# Ardisia japonica (Thunb.) Blume and Lespedeza cuneata G. Don may treat chronic obstructive pulmonary disease by targeting HK2 and PTAFR

**Authors:** Xian Luo, Zheng Hang Ge, Shan Luo, Bo Li, Xun Zhou, Yi Yang, Yong Jiang, Tao Tan, Ke Lin Wang

PMC · DOI: 10.3389/fmed.2025.1527632 · 2025-05-06

## TL;DR

This study explores how two plants, Ardisia japonica and Lespedeza cuneata, may help treat COPD by targeting genes HK2 and PTAFR, which are linked to immune responses.

## Contribution

The study identifies HK2 and PTAFR as novel therapeutic targets for COPD using network pharmacology and molecular docking.

## Key findings

- HK2 and PTAFR are significantly upregulated in COPD samples and linked to immune-related pathways.
- Quercetin and daucosterol show strong binding to HK2 and PTAFR, suggesting potential therapeutic use.
- The genes correlate with chemotactic factors, immunosuppressants, and MHC molecules, indicating roles in COPD immune responses.

## Abstract

Previous studies have demonstrated the significant efficacy of Ardisia japonica (Thunb.) Blume (Zijinniu) and Lespedeza cuneata G. Don (Tiesaozhou) in alleviating cough and reducing phlegm. This study employed network pharmacology and bioinformatics approaches to identify key genes associated with Zijinniu and Tiesaozhou in chronic obstructive pulmonary disease (COPD), offering insights into potential therapeutic strategies.

Data on COPD, along with the active ingredients and target genes of Zijinniu and Tiesaozhou, were utilized. By integrating the results of differential expression analysis and the target genes of these two plants, candidate genes were identified. Key genes were then confirmed through gene expression analysis in the GSE124180 and GSE42057 datasets. A nomogram was constructed based on these genes to assess COPD risk, followed by validation. Additionally, functional analysis, immune factor profiling, molecular docking, and reverse transcription-polymerase chain reaction (RT-qPCR) were performed.

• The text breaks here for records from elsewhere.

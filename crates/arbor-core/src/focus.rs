//! Photo frames and the pinch-to-zoom focus selector.
//!
//! While the pinch is released the selector keeps re-picking the frame
//! nearest the pointer on screen. Once the pinch closes the pick is frozen, so
//! the hand can finish the gesture without the target jumping, and the locked
//! frame is pulled in front of the camera.

use std::f32::consts::TAU;

use glam::{Quat, Vec2, Vec3};

use crate::config::{FocusConfig, FrameConfig};
use crate::integrator::ItemId;
use crate::mode::GlobalMode;
use crate::state::{rotation_facing, Camera, PointerState, Pose};

#[derive(Clone, Debug)]
pub struct PhotoFrame {
    pub id: ItemId,
    pub chaos_position: Vec3,
    pub target_position: Vec3,
    pub phase: f32,
    // Mutated only by `FocusSelector::animate`.
    pose: Pose,
}

impl PhotoFrame {
    pub fn new(
        id: ItemId,
        chaos_position: Vec3,
        target_position: Vec3,
        phase: f32,
        scale: f32,
        color: Vec3,
    ) -> Self {
        Self {
            id,
            chaos_position,
            target_position,
            phase,
            pose: Pose {
                position: chaos_position,
                rotation: Quat::IDENTITY,
                scale,
                color,
            },
        }
    }

    pub fn pose(&self) -> &Pose {
        &self.pose
    }
}

#[derive(Clone, Copy, Debug, PartialEq, Eq)]
pub enum FocusChange {
    ZoomStarted(ItemId),
    ZoomEnded(ItemId),
}

/// Index of the frame whose projected position is closest to `pointer_uv`.
/// Frames behind the camera are ignored; ties go to the earlier frame.
pub fn nearest_frame(frames: &[PhotoFrame], camera: &Camera, pointer_uv: Vec2) -> Option<ItemId> {
    let mut best = None::<(ItemId, f32)>;
    for frame in frames {
        let Some(screen) = camera.project_to_screen(frame.pose.position) else {
            continue;
        };
        let d = screen.distance_squared(pointer_uv);
        if !d.is_finite() {
            continue;
        }
        match best {
            Some((_, bd)) if d >= bd => {}
            _ => best = Some((frame.id, d)),
        }
    }
    best.map(|(id, _)| id)
}

/// Inputs for one frame-animation pass.
#[derive(Clone, Copy, Debug)]
pub struct FrameStep<'a> {
    pub dt: f32,
    pub elapsed: f32,
    pub mode: GlobalMode,
    pub pointer: &'a PointerState,
    pub camera: &'a Camera,
}

#[derive(Clone, Debug)]
pub struct FocusSelector {
    locked: Option<ItemId>,
    zoomed: Option<ItemId>,
    focus: FocusConfig,
    frames: FrameConfig,
}

impl FocusSelector {
    pub fn new(focus: &FocusConfig, frames: &FrameConfig) -> Self {
        Self {
            locked: None,
            zoomed: None,
            focus: *focus,
            frames: frames.clone(),
        }
    }

    pub fn locked(&self) -> Option<ItemId> {
        self.locked
    }

    /// The frame currently pulled toward the camera, if any.
    pub fn zoomed(&self) -> Option<ItemId> {
        self.zoomed
    }

    /// Update the lock from this tick's pointer. Returns a change when a zoom
    /// starts or ends.
    pub fn update(
        &mut self,
        frames: &[PhotoFrame],
        camera: &Camera,
        pointer: &PointerState,
    ) -> Option<FocusChange> {
        match pointer.position {
            // Losing the pointer drops the lock even mid-pinch.
            None => self.locked = None,
            Some(uv) if !pointer.pinching => self.locked = nearest_frame(frames, camera, uv),
            Some(_) => {}
        }

        let zoomed = if pointer.pinching && pointer.position.is_some() {
            self.locked
        } else {
            None
        };
        let change = match (self.zoomed, zoomed) {
            (None, Some(id)) => Some(FocusChange::ZoomStarted(id)),
            (Some(prev), None) => Some(FocusChange::ZoomEnded(prev)),
            (Some(prev), Some(id)) if prev != id => Some(FocusChange::ZoomStarted(id)),
            _ => None,
        };
        if let Some(c) = change {
            log::debug!("[focus] {:?}", c);
        }
        self.zoomed = zoomed;
        change
    }

    /// Pose a frame should settle at this tick, with the smoothing rate to use.
    pub fn desired_pose(&self, frame: &PhotoFrame, step: &FrameStep) -> (Pose, f32) {
        let camera = step.camera;
        if self.zoomed == Some(frame.id) {
            let position = camera.eye + camera.forward() * self.focus.zoom_distance;
            let pose = Pose {
                position,
                rotation: rotation_facing(camera.eye - position),
                scale: self.focus.zoom_scale,
                color: frame.pose.color,
            };
            return (pose, self.focus.zoom_rate);
        }

        let cfg = &self.frames;
        let wave = step.elapsed * cfg.sway_speed + frame.phase * TAU;
        let pose = match step.mode {
            GlobalMode::Formed => {
                let target = frame.target_position;
                let outward = rotation_facing(Vec3::new(target.x, 0.0, target.z));
                let tilt = Quat::from_rotation_z((wave * 0.8).sin() * cfg.tilt_amplitude);
                Pose {
                    position: target + Vec3::Y * wave.sin() * cfg.sway_amplitude,
                    rotation: outward * tilt,
                    scale: cfg.scale,
                    color: frame.pose.color,
                }
            }
            GlobalMode::Chaos => {
                let offset = step.pointer.position.map_or(0.0, |uv| uv.x - 0.5);
                let yaw = offset * 2.0 * self.focus.chaos_pan_angle;
                let position = Quat::from_rotation_y(yaw) * frame.chaos_position;
                Pose {
                    position,
                    rotation: rotation_facing(camera.eye - position),
                    scale: cfg.scale,
                    color: frame.pose.color,
                }
            }
        };
        (pose, self.focus.ambient_rate)
    }

    /// Ease every frame toward its desired pose and write the results into
    /// `out` (cleared first). A zero `dt` leaves frames where they are.
    pub fn animate(&self, frames: &mut [PhotoFrame], step: &FrameStep, out: &mut Vec<Pose>) {
        out.clear();
        out.reserve(frames.len());
        for frame in frames.iter_mut() {
            if step.dt > 0.0 {
                let (desired, rate) = self.desired_pose(frame, step);
                let alpha = 1.0 - (-rate * step.dt).exp();
                let current = frame.pose;
                let position = current.position.lerp(desired.position, alpha);
                let rotation = current.rotation.slerp(desired.rotation, alpha).normalize();
                let scale = current.scale + (desired.scale - current.scale) * alpha;
                if position.is_finite() && rotation.is_finite() && scale.is_finite() {
                    frame.pose.position = position;
                    frame.pose.rotation = rotation;
                    frame.pose.scale = scale;
                } else {
                    // The smoothed pose feeds the next tick; never let NaN in.
                    log::warn!(
                        "[focus] non-finite pose for frame {:?}, holding previous pose",
                        frame.id
                    );
                }
            }
            out.push(frame.pose);
        }
    }
}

HK2 and PTAFR emerged as critical genes for COPD treatment, exhibiting significantly elevated expression in COPD samples. RT-qPCR confirmed the significantly higher expression of HK2 (P = 0.0425) in COPD samples. These findings highlight the potential of HK2 and PTAFR as therapeutic targets for COPD. Functional analysis further indicated that HK2 and PTAFR were co-enriched in pathways such as the “chemokine signaling pathway” and “FC gamma R-mediated phagocytosis,” suggesting their involvement in immune responses. Immune factor analysis revealed strong correlations between these genes and various chemotactic factors (e.g., CCL23, CCL5), immunosuppressants (e.g., IDO1, CSF1R), immunostimulants (e.g., ICOS, CD28), chemokine receptors (e.g., CXCR1, CXCR2), and major histocompatibility complex (MHC) molecules (e.g., HLA-B). Molecular docking revealed favorable binding energies between HK2 and quercetin (−8.2 kcal/mol), and between PTAFR and daucosterol (−8.4 kcal/mol), suggesting their potential as effective compounds targeting key genes for COPD therapy.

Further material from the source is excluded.